Greg Parston, 2010
Accenture Institute for Health & Public Service Value

The rush by government agencies worldwide to embrace the associated technologies collectively known as Web 2.0 has opened up a number of dazzling new ways citizens can participate in the public sector. Prodded by this private-sector groundswell and by the successful use of these technologies in election campaigns, local, regional and national governments are now focusing on Web 2.0 as they develop more accessible services and an array of participatory public platforms

Försäkringskassan, the Swedish government’s social insurer, provides financial protection to citizens in the forms of housing assistance, family aid, pensions, and sickness and disability benefits. Taking advantage of new online connectivity options, the agency launched a new service strategy to increase customer satisfaction and reduce costs by delivering service that better reflects the evolving needs of its customers. To achieve this, Försäkringskassan conducted extensive segmentation analyses, defining 17 discrete customer clusters based on citizens’ life events and the complexity of their needs.

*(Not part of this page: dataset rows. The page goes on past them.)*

//! Leading-digit and mantissa extraction.
//!
//! Digits are read from the shortest decimal representation of a value when
//! `rust_decimal` can hold it exactly, so that binary-float noise (0.3 stored
//! as 0.29999...) does not shift a value into the wrong digit group. Values
//! outside that range fall back to the logarithmic formula.

use std::f64::consts::LN_10;

use rust_decimal::prelude::FromPrimitive;
use rust_decimal::Decimal;

use crate::types::{DigitGroup, Proportion};

/// Magnitudes in this range round-trip through `Decimal` without losing
/// significant digits.
const DECIMAL_EXACT_MIN: f64 = 1e-12;
const DECIMAL_EXACT_MAX: f64 = 1e15;

// ---------------------------------------------------------------------------
// Helpers
// ---------------------------------------------------------------------------

/// `10^exp` as an integer, `None` on overflow.
pub(crate) fn pow10(exp: u32) -> Option<u64> {
    10u64.checked_pow(exp)
}

/// Smallest and largest digit group for `number_of_digits`.
pub(crate) fn group_bounds(number_of_digits: u32) -> (DigitGroup, DigitGroup) {
    let lo = pow10(number_of_digits.saturating_sub(1)).unwrap_or(u64::MAX);
    let hi = pow10(number_of_digits).map_or(u64::MAX, |p| p - 1);
    (lo, hi)
}

fn decimal_leading_digits(value: Decimal, number_of_digits: u32) -> Option<DigitGroup> {
    let repr = value.abs().normalize().to_string();
    let mut group: DigitGroup = 0;
    let mut taken = 0u32;
    for ch in repr.chars() {
        let Some(d) = ch.to_digit(10) else {
            continue;
        };
        if taken == 0 && d == 0 {
            continue;
        }
        group = group.checked_mul(10)?.checked_add(u64::from(d))?;
        taken += 1;
        if taken == number_of_digits {
            break;
        }
    }
    if taken == 0 {
        return None;
    }
    // Short representations are zero-padded: 7 with k = 3 is group 700.
    group.checked_mul(pow10(number_of_digits - taken)?)
}

fn float_leading_digits(magnitude: f64, number_of_digits: u32) -> DigitGroup {
    let (lo, hi) = group_bounds(number_of_digits);
    let (lo_f, hi_f) = (lo as f64, hi as f64);
    // Subnormals: scaling by a power of ten keeps the leading digits and
    // keeps 10^(e - k + 1) in the normal range.
    let magnitude = if magnitude < 1e-290 {
        magnitude * 1e300
    } else {
        magnitude
    };
    let k = number_of_digits as i32;
    let scale_for = |exponent: i32| 10f64.powi(exponent - k + 1);

    let mut exponent = magnitude.log10().floor() as i32;
    let mut scale = scale_for(exponent);
    // log10 can misplace the exponent by one next to a power of ten. A value
    // that lands outside the group range on both sides sits on 10^e itself.
    if magnitude / scale < lo_f {
        exponent -= 1;
        scale = scale_for(exponent);
        if magnitude / scale >= hi_f + 1.0 {
            return lo;
        }
    } else if magnitude / scale >= hi_f + 1.0 {
        exponent += 1;
        scale = scale_for(exponent);
        if magnitude / scale < lo_f {
            return lo;
        }
    }

    let mut group = (magnitude / scale).floor().clamp(lo_f, hi_f);
    // Keep group * scale <= magnitude < (group + 1) * scale.
    if group * scale > magnitude && group > lo_f {
        group -= 1.0;
    } else if (group + 1.0) * scale <= magnitude && group < hi_f {
        group += 1.0;
    }
    group as DigitGroup
}

// ---------------------------------------------------------------------------
// Public API
// ---------------------------------------------------------------------------

/// First `number_of_digits` significant digits of `|value|` as an integer.
///
/// Returns `None` for zero, NaN and infinities, which have no leading digit.
pub fn leading_digits(value: f64, number_of_digits: u32) -> Option<DigitGroup> {
    let magnitude = value.abs();
    if number_of_digits == 0 || !magnitude.is_finite() || magnitude == 0.0 {
        return None;
    }
    if (DECIMAL_EXACT_MIN..DECIMAL_EXACT_MAX).contains(&magnitude) {
        if let Some(group) = Decimal::from_f64(magnitude)
            .filter(|d| !d.is_zero())
            .and_then(|d| decimal_leading_digits(d, number_of_digits))
        {
            return Some(group);
        }
    }
    Some(float_leading_digits(magnitude, number_of_digits))
}

/// Fractional part of `log10(|value|)`, in `[0, 1)`.
pub fn mantissa(value: f64) -> Option<f64> {
    let magnitude = value.abs();
    if !magnitude.is_finite() || magnitude == 0.0 {
        return None;
    }
    let log = magnitude.log10();
    let m = log - log.floor();
    Some(if m >= 1.0 { 0.0 } else { m })
}

/// Benford probability of a leading digit sequence: `log10(1 + 1/d)`.
pub fn p_these_digits(digits: DigitGroup) -> Option<Proportion> {
    if digits == 0 {
        return None;
    }
    Some((1.0 / digits as f64).ln_1p() / LN_10)
}

/// Last position summed exactly. From position 8 on every digit is within
/// 2e-8 of 0.1, while the exact sum needs 9 * 10^(position - 2) terms.
pub const MAX_EXACT_POSITION: u32 = 7;

/// Probability that `digit` appears at significant position `position`
/// (1-based). The first position cannot hold a zero.
///
/// Positions past [`MAX_EXACT_POSITION`] return the uniform limit 0.1.
pub fn p_this_digit_at_n(digit: u32, position: u32) -> Option<Proportion> {
    if digit > 9 || position == 0 {
        return None;
    }
    if position == 1 {
        return p_these_digits(u64::from(digit));
    }
    if position > MAX_EXACT_POSITION {
        return Some(0.1);
    }
    let start = pow10(position - 2)?;
    let end = pow10(position - 1)?;
    let d = u64::from(digit);
    let mut total = 0.0;
    for prefix in start..end {
        total += p_these_digits(prefix * 10 + d)?;
    }
    Some(total)
}

// ---------------------------------------------------------------------------
// Tests
// ---------------------------------------------------------------------------

#[cfg(test)]
mod tests {
    use super::*;

    fn approx_eq(a: f64, b: f64, eps: f64) -> bool {
        (a - b).abs() < eps
    }

    #[test]
    fn test_first_digit_integers() {
        assert_eq!(leading_digits(100.0, 1), Some(1));
        assert_eq!(leading_digits(999.0, 1), Some(9));
        assert_eq!(leading_digits(250.0, 1), Some(2));
    }

    #[test]
    fn test_two_digits() {
        assert_eq!(leading_digits(4_231.7, 2), Some(42));
        assert_eq!(leading_digits(10.0, 2), Some(10));
        assert_eq!(leading_digits(99.99, 2), Some(99));
    }

    #[test]
    fn test_short_values_are_padded() {
        assert_eq!(leading_digits(7.0, 3), Some(700));
        assert_eq!(leading_digits(1.5, 2), Some(15));
    }

    #[test]
    fn test_decimal_amounts() {
        use rust_decimal::prelude::ToPrimitive;
        use rust_decimal_macros::dec;

        for (amount, expected) in [(dec!(0.0304), 30), (dec!(1999.99), 19), (dec!(0.7), 70)] {
            let v = amount.to_f64().unwrap();
            assert_eq!(leading_digits(v, 2), Some(expected), "{amount}");
        }
    }

    #[test]
    fn test_fractional_values() {
        assert_eq!(leading_digits(0.3, 1), Some(3));
        assert_eq!(leading_digits(0.0042, 2), Some(42));
        assert_eq!(leading_digits(0.000_123, 3), Some(123));
    }

    #[test]
    fn test_sign_is_ignored() {
        assert_eq!(leading_digits(-512.0, 2), Some(51));
    }

    #[test]
    fn test_no_leading_digit() {
        assert_eq!(leading_digits(0.0, 1), None);
        assert_eq!(leading_digits(f64::NAN, 1), None);
        assert_eq!(leading_digits(f64::INFINITY, 1), None);
        assert_eq!(leading_digits(5.0, 0), None);
    }

    #[test]
    fn test_float_path_large_values() {
        assert_eq!(leading_digits(3.7e20, 2), Some(37));
        assert_eq!(leading_digits(1e30, 1), Some(1));
    }

    #[test]
    fn test_float_path_tiny_values() {
        assert_eq!(leading_digits(4.56e-20, 2), Some(45));
        assert_eq!(leading_digits(7.2e-310, 1), Some(7));
    }

    #[test]
    fn test_float_path_digit_boundaries() {
        assert_eq!(leading_digits(1.9999999999995e20, 1), Some(1));
        assert_eq!(leading_digits(2.0000000000005e20, 1), Some(2));
        assert_eq!(leading_digits(2.9999999999997e-15, 1), Some(2));
        assert_eq!(leading_digits(3.0000000000003e-15, 1), Some(3));
        assert_eq!(leading_digits(9.9999999999e21, 2), Some(99));
        assert_eq!(leading_digits(1e22, 1), Some(1));
        assert_eq!(leading_digits(1e22, 3), Some(100));
    }

    #[test]
    fn test_mantissa_range() {
        assert!(approx_eq(mantissa(100.0).unwrap(), 0.0, 1e-12));
        assert!(approx_eq(mantissa(200.0).unwrap(), 2f64.log10(), 1e-12));
        assert!(approx_eq(mantissa(-0.5).unwrap(), 5f64.log10(), 1e-12));
        assert_eq!(mantissa(0.0), None);
    }

    #[test]
    fn test_p_these_digits() {
        assert!(approx_eq(p_these_digits(1).unwrap(), 0.30103, 1e-5));
        assert!(approx_eq(p_these_digits(9).unwrap(), 0.04576, 1e-5));
        assert_eq!(p_these_digits(0), None);
    }

    #[test]
    fn test_second_position_distribution() {
        let total: f64 = (0..=9).map(|d| p_this_digit_at_n(d, 2).unwrap()).sum();
        assert!(approx_eq(total, 1.0, 1e-9));
        assert!(approx_eq(p_this_digit_at_n(0, 2).unwrap(), 0.11968, 1e-5));
    }

    #[test]
    fn test_far_positions_are_uniform() {
        let exact = p_this_digit_at_n(0, MAX_EXACT_POSITION).unwrap();
        assert!(approx_eq(exact, 0.1, 1e-6));
        assert_eq!(p_this_digit_at_n(0, MAX_EXACT_POSITION + 1), Some(0.1));
        assert_eq!(p_this_digit_at_n(9, 25), Some(0.1));
        assert_eq!(p_this_digit_at_n(3, u32::MAX), Some(0.1));
    }

    #[test]
    fn test_first_position_rejects_zero() {
        assert_eq!(p_this_digit_at_n(0, 1), None);
        assert_eq!(p_this_digit_at_n(10, 2), None);
    }
}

The agency then used information such as the service channels and preferences each segment favored to develop detailed customer insights. These insights enabled public managers to align each customer segment with the three primary contact channels—self-service, customer service centers or personal case workers.

The new approach is intended to decrease paper-based interactions, minimizing the use of complex forms, and eliminate unnecessary one-on-one meetings by moving more customer service cases to online self-service channels. Today, the organization delivers better outcomes, enjoys increased citizen satisfaction levels and uses resources more effectively, providing people with flexible, personalized customer service.